* [PROBLEM TO SOLVE]: Of the lines below, copy those that hold the word "ProtocolError".

---------- SOURCE MATERIAL ----------

//! Binary reply to `BeginUpdate`.
//!
//! # Wire format (little-endian)
//!
//! 1. `i32` status: [`STATUS_OK`] or [`STATUS_ERROR`]. An error reply ends here.
//! 2. `f32` x, `f32` y: the window frame's top-left corner
//! 3. `f32` width, `f32` height: the window frame size
//! 4. `i32` view tokens of every view intersecting the dirty region,
//!    terminated by [`NULL_TOKEN`]

use crate::ProtocolError;

pub const STATUS_OK: i32 = 0;
pub const STATUS_ERROR: i32 = -1;

/// Terminates the view token list
pub const NULL_TOKEN: i32 = -1;

/// Frame geometry and views the client has to redraw
#[derive(Debug, Clone, PartialEq)]
pub struct UpdateGeometry {
    pub left: f32,
    pub top: f32,
    pub width: f32,
    pub height: f32,
    pub tokens: Vec<i32>,
}

/// Reply the client receives after asking to begin an update
#[derive(Debug, Clone, PartialEq)]
pub enum UpdateReply {
    Error,
    Begin(UpdateGeometry),
}

impl UpdateReply {
    pub fn encode(&self) -> Vec<u8> {
        match self {
            UpdateReply::Error => STATUS_ERROR.to_le_bytes().to_vec(),
            UpdateReply::Begin(geometry) => {
                let mut buf = Vec::with_capacity(4 * (6 + geometry.tokens.len()));
                buf.extend_from_slice(&STATUS_OK.to_le_bytes());
                buf.extend_from_slice(&geometry.left.to_le_bytes());
                buf.extend_from_slice(&geometry.top.to_le_bytes());
                buf.extend_from_slice(&geometry.width.to_le_bytes());
                buf.extend_from_slice(&geometry.height.to_le_bytes());
                for token in &geometry.tokens {
                    buf.extend_from_slice(&token.to_le_bytes());
                }
                buf.extend_from_slice(&NULL_TOKEN.to_le_bytes());
                buf
            }
        }
    }

    pub fn decode(data: &[u8]) -> Result<Self, ProtocolError> {
        let mut reader = Reader { data, offset: 0 };
        match reader.word()? {
            STATUS_ERROR => Ok(UpdateReply::Error),
            STATUS_OK => {
                let left = f32::from_le_bytes(reader.bytes()?);
                let top = f32::from_le_bytes(reader.bytes()?);
                let width = f32::from_le_bytes(reader.bytes()?);
                let height = f32::from_le_bytes(reader.bytes()?);
                let mut tokens = Vec::new();
                loop {
                    if reader.remaining() == 0 {
                        return Err(ProtocolError::MissingSentinel);
                    }
                    match reader.word()? {
                        NULL_TOKEN => break,
                        token => tokens.push(token),
                    }
                }
                Ok(UpdateReply::Begin(UpdateGeometry {
                    left,
                    top,
                    width,
                    height,
                    tokens,
                }))
            }
            other => Err(ProtocolError::UnknownStatus(other)),
        }
    }
}

struct Reader<'a> {
    data: &'a [u8],
    offset: usize,
}

impl Reader<'_> {
    fn remaining(&self) -> usize {
        self.data.len() - self.offset
    }

    fn bytes(&mut self) -> Result<[u8; 4], ProtocolError> {
        let end = self.offset + 4;
        let slice = self
            .data
            .get(self.offset..end)
            .ok_or(ProtocolError::Truncated {
                needed: 4,
                available: self.remaining(),
            })?;
        self.offset = end;
        Ok([slice[0], slice[1], slice[2], slice[3]])
    }

    fn word(&mut self) -> Result<i32, ProtocolError> {
        Ok(i32::from_le_bytes(self.bytes()?))
    }
}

----------

* [TASK RESPONSE]:
use crate::ProtocolError;
    pub fn decode(data: &[u8]) -> Result<Self, ProtocolError> {
                        return Err(ProtocolError::MissingSentinel);
            other => Err(ProtocolError::UnknownStatus(other)),
    fn bytes(&mut self) -> Result<[u8; 4], ProtocolError> {
            .ok_or(ProtocolError::Truncated {
    fn word(&mut self) -> Result<i32, ProtocolError> {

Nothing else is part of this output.